The MJC is also exploring how to create customized legislative coverage for small outstate news outlets, including weeklies. Could your news outlet use more stories from the Legislature angled for your community’s needs? If you think you want to participate in this potential pilot, let’s talk. Email me at ggolden@umn.edu


– G.G.

Research

MJC Director Benjamin Toff presented some preliminary results from a new research study at a post-election academic conference convened by the Wesleyan Media Project in Connecticut last week. The study, a randomized field experiment designed to examine the impact of following news content on Instagram during the 2024 election (specifically MPR News’ Reverb content), is part of a larger project seeking to understand how news organizations can better reach, engage, and build trust with young adults on platforms like Instagram as well as TikTok. 

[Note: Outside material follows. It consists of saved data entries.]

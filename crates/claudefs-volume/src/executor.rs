//! External command execution for volume side effects.
//!
//! Datastores are created and removed with the cluster management tool, and
//! attached to the host with the system `mount`/`umount` binaries. The
//! executor only answers "did it work": the registry decides which lifecycle
//! error a failure becomes.

use async_trait::async_trait;
use std::fmt;
use std::process::Stdio;
use std::sync::{Arc, Mutex};
use std::time::Duration;
use tracing::{info, warn};

use crate::volume::Volume;

/// Default cluster management tool.
pub const DEFAULT_CLUSTER_TOOL: &str = "sysmtool";
/// Default port of the cluster management service.
pub const DEFAULT_CLUSTER_TOOL_PORT: u16 = 9090;

/// Side effect requested for a single volume.
#[derive(Debug, Clone, Copy, PartialEq, Eq, Hash)]
pub enum VolumeOp {
    /// Create the cluster datastore.
    Create,
    /// Remove the cluster datastore.
    Remove,
    /// NFS-mount the datastore at the local mount point.
    Mount,
    /// Unmount the local mount point.
    Unmount,
}

impl VolumeOp {
    /// Lowercase name used in logs.
    pub fn as_str(&self) -> &'static str {
        match self {
            VolumeOp::Create => "create",
            VolumeOp::Remove => "remove",
            VolumeOp::Mount => "mount",
            VolumeOp::Unmount => "unmount",
        }
    }
}

impl fmt::Display for VolumeOp {
    fn fmt(&self, f: &mut fmt::Formatter<'_>) -> fmt::Result {
        f.write_str(self.as_str())
    }
}

/// A fully built command line.
#[derive(Debug, Clone, PartialEq, Eq)]
pub struct CommandSpec {
    /// Binary name or path.
    pub program: String,
    /// Arguments, passed without a shell.
    pub args: Vec<String>,
}

impl CommandSpec {
    /// Builds a command line from a program and its arguments.
    pub fn new<I, S>(program: impl Into<String>, args: I) -> Self
    where
        I: IntoIterator<Item = S>,
        S: Into<String>,
    {
        Self {
            program: program.into(),
            args: args.into_iter().map(Into::into).collect(),
        }
    }

    /// True when the program or any argument equals `word`.
    pub fn mentions(&self, word: &str) -> bool {
        self.program == word || self.args.iter().any(|a| a == word)
    }
}

impl fmt::Display for CommandSpec {
    fn fmt(&self, f: &mut fmt::Formatter<'_>) -> fmt::Result {
        write!(f, "{}", self.program)?;
        for arg in &self.args {
            write!(f, " {}", arg)?;
        }
        Ok(())
    }
}

/// Outcome of a finished process.
#[derive(Debug, Clone, PartialEq, Eq)]
pub struct CommandOutput {
    /// Exit status was zero.
    pub success: bool,
    /// Exit code, `None` when terminated by a signal.
    pub code: Option<i32>,
    /// Standard output followed by standard error.
    pub output: String,
}

/// Launches processes. Swapped for [`RecordingRunner`] in tests.
#[async_trait]
pub trait CommandRunner: Send + Sync {
    /// Runs `cmd` to completion. `Err` means it could not be started.
    async fn run(&self, cmd: &CommandSpec) -> std::io::Result<CommandOutput>;
}

/// Runs commands as child processes of the plugin.
#[derive(Debug, Default, Clone, Copy)]
pub struct ProcessRunner;

#[async_trait]
impl CommandRunner for ProcessRunner {
    async fn run(&self, cmd: &CommandSpec) -> std::io::Result<CommandOutput> {
        let out = tokio::process::Command::new(&cmd.program)
            .args(&cmd.args)
            .stdin(Stdio::null())
            .output()
            .await?;

        let mut output = String::from_utf8_lossy(&out.stdout).into_owned();
        output.push_str(&String::from_utf8_lossy(&out.stderr));

        Ok(CommandOutput {
            success: out.status.success(),
            code: out.status.code(),
            output,
        })
    }
}

/// Cluster management tool invocation settings.
#[derive(Debug, Clone, PartialEq, Eq)]
pub struct ClusterTool {
    /// Tool binary, `sysmtool` unless overridden.
    pub program: String,
    /// Cluster router the tool talks to.
    pub host: String,
    /// Management port on `host`.
    pub port: u16,
}

impl ClusterTool {
    /// Default tool and port against `host`.
    pub fn new(host: impl Into<String>) -> Self {
        Self {
            program: DEFAULT_CLUSTER_TOOL.to_string(),
            host: host.into(),
            port: DEFAULT_CLUSTER_TOOL_PORT,
        }
    }

    /// Overrides the tool binary.
    pub fn with_program(mut self, program: impl Into<String>) -> Self {
        self.program = program.into();
        self
    }

    /// Overrides the management port.
    pub fn with_port(mut self, port: u16) -> Self {
        self.port = port;
        self
    }
}

/// Builds and runs the command for a volume operation.
#[derive(Clone)]
pub struct CommandExecutor {
    tool: ClusterTool,
    runner: Arc<dyn CommandRunner>,
}

impl CommandExecutor {
    /// Executor running commands through `runner`.
    pub fn new(tool: ClusterTool, runner: Arc<dyn CommandRunner>) -> Self {
        Self { tool, runner }
    }

    /// Executor backed by real child processes.
    pub fn with_processes(tool: ClusterTool) -> Self {
        Self::new(tool, Arc::new(ProcessRunner))
    }

    /// Management tool settings.
    pub fn tool(&self) -> &ClusterTool {
        &self.tool
    }

    /// Command line for `op` on `volume`.
    pub fn command(&self, op: VolumeOp, volume: &Volume) -> CommandSpec {
        match op {
            VolumeOp::Create => {
                let mut args = self.datastore_args("create", &volume.name);
                args.push("--size".to_string());
                args.push(volume.size_bytes.to_string());
                CommandSpec::new(&self.tool.program, args)
            }
            VolumeOp::Remove => {
                CommandSpec::new(&self.tool.program, self.datastore_args("remove", &volume.name))
            }
            VolumeOp::Mount => CommandSpec::new(
                "mount",
                [
                    "-t".to_string(),
                    "nfs".to_string(),
                    "-o".to_string(),
                    "nolock".to_string(),
                    volume.backing_path.clone(),
                    volume.mounted_path.display().to_string(),
                ],
            ),
            VolumeOp::Unmount => {
                CommandSpec::new("umount", [volume.mounted_path.display().to_string()])
            }
        }
    }

    fn datastore_args(&self, cmd: &str, name: &str) -> Vec<String> {
        vec![
            "--host".to_string(),
            self.tool.host.clone(),
            "--port".to_string(),
            self.tool.port.to_string(),
            "--ns".to_string(),
            "datastore".to_string(),
            "--cmd".to_string(),
            cmd.to_string(),
            "--name".to_string(),
            name.to_string(),
        ]
    }

    /// Runs `op` for `volume` to completion. Returns whether it succeeded.
    pub async fn execute(&self, op: VolumeOp, volume: &Volume) -> bool {
        let cmd = self.command(op, volume);
        info!(volume = %volume.name, %op, command = %cmd, "running volume command");

        match self.runner.run(&cmd).await {
            Ok(out) if out.success => true,
            Ok(out) => {
                warn!(
                    volume = %volume.name,
                    %op,
                    code = ?out.code,
                    output = %out.output.trim_end(),
                    "volume command failed"
                );
                false
            }
            Err(e) => {
                warn!(volume = %volume.name, %op, program = %cmd.program, error = %e, "failed to start volume command");
                false
            }
        }
    }
}

impl fmt::Debug for CommandExecutor {
    fn fmt(&self, f: &mut fmt::Formatter<'_>) -> fmt::Result {
        f.debug_struct("CommandExecutor")
            .field("tool", &self.tool)
            .finish_non_exhaustive()
    }
}

/// In-memory runner that records every command instead of spawning it.
#[derive(Debug, Default)]
pub struct RecordingRunner {
    calls: Mutex<Vec<CommandSpec>>,
    failing: Mutex<Vec<String>>,
    delay: Mutex<Option<Duration>>,
}

impl RecordingRunner {
    /// Runner where every command succeeds immediately.
    pub fn new() -> Self {
        Self::default()
    }

    /// Commands mentioning `word` (see [`CommandSpec::mentions`]) exit non-zero.
    pub fn fail_on(&self, word: &str) {
        self.failing
            .lock()
            .unwrap_or_else(|e| e.into_inner())
            .push(word.to_string());
    }

    /// Clears all failure triggers.
    pub fn succeed_all(&self) {
        self.failing.lock().unwrap_or_else(|e| e.into_inner()).clear();
    }

    /// Every command sleeps for `delay` before completing.
    pub fn set_delay(&self, delay: Duration) {
        *self.delay.lock().unwrap_or_else(|e| e.into_inner()) = Some(delay);
    }

    /// Recorded commands, oldest first.
    pub fn calls(&self) -> Vec<CommandSpec> {
        self.calls.lock().unwrap_or_else(|e| e.into_inner()).clone()
    }

    /// Number of recorded commands.
    pub fn call_count(&self) -> usize {
        self.calls.lock().unwrap_or_else(|e| e.into_inner()).len()
    }

    /// Number of recorded commands mentioning `word`.
    pub fn count_mentioning(&self, word: &str) -> usize {
        self.calls
            .lock()
            .unwrap_or_else(|e| e.into_inner())
            .iter()
            .filter(|c| c.mentions(word))
            .count()
    }
}

#[async_trait]
impl CommandRunner for RecordingRunner {
    async fn run(&self, cmd: &CommandSpec) -> std::io::Result<CommandOutput> {
        self.calls
            .lock()
            .unwrap_or_else(|e| e.into_inner())
            .push(cmd.clone());

        let delay = *self.delay.lock().unwrap_or_else(|e| e.into_inner());
        if let Some(delay) = delay {
            tokio::time::sleep(delay).await;
        }

        let fail = self
            .failing
            .lock()
            .unwrap_or_else(|e| e.into_inner())
            .iter()
            .any(|w| cmd.mentions(w));

        Ok(CommandOutput {
            success: !fail,
            code: Some(if fail { 1 } else { 0 }),
            output: if fail {
                format!("{}: simulated failure\n", cmd.program)
            } else {
                String::new()
            },
        })
    }
}
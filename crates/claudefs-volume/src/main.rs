#![warn(missing_docs)]
//! ClaudeFS Docker volume plugin daemon

use anyhow::Result;
use clap::Parser;
use claudefs_volume::cli::Cli;
use claudefs_volume::server::shutdown_signal;
use claudefs_volume::{CommandExecutor, PluginServer};
use tracing_subscriber::{fmt, prelude::*, EnvFilter};

#[tokio::main]
async fn main() -> Result<()> {
    let cli = Cli::parse();

    let filter = EnvFilter::try_from_default_env().unwrap_or_else(|_| EnvFilter::new("info"));
    if cli.json_logs {
        tracing_subscriber::registry()
            .with(fmt::layer().json())
            .with(filter)
            .init();
    } else {
        tracing_subscriber::registry()
            .with(fmt::layer())
            .with(filter)
            .init();
    }

    tracing::info!("starting ClaudeFS docker volume plugin");

    let config = cli.resolve()?;
    tracing::info!(
        sock = %config.sock_path.display(),
        cluster = %config.cluster_address,
        nfs_server = %config.nfs_server,
        mount_base = %config.mount_base.display(),
        "plugin configuration"
    );

    let executor = CommandExecutor::with_processes(config.cluster_tool());
    let server = PluginServer::build(&config, executor).await?;
    server.run(shutdown_signal()).await
}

Meanwhile, postdoctoral fellow Meagan Doll and graduate student Cydney Grannan are also finalizing data collection planning for studies we are conducting in collaboration with the Texas Tribune, Chicago Sun Times, and the Alliance for Trust in Media examining how participants in news organization engagement efforts through in-person events and texting initiatives think about their involvement in these activities. 


The team looks forward to writing up and sharing findings from both of these studies more broadly in the new year. 


Finally, the MJC research team has also been hard at work on next steps in its collaboration with Trusting News around testing how audiences perceive news organizations’ labeling and disclosure around their use of generative AI. Postdoc Suhwoo Ahn has been analyzing results from some preliminary data collected earlier this fall, and we are in the final stages of designing a new experiment we plan to field in January in time to share results at the upcoming Hackathon!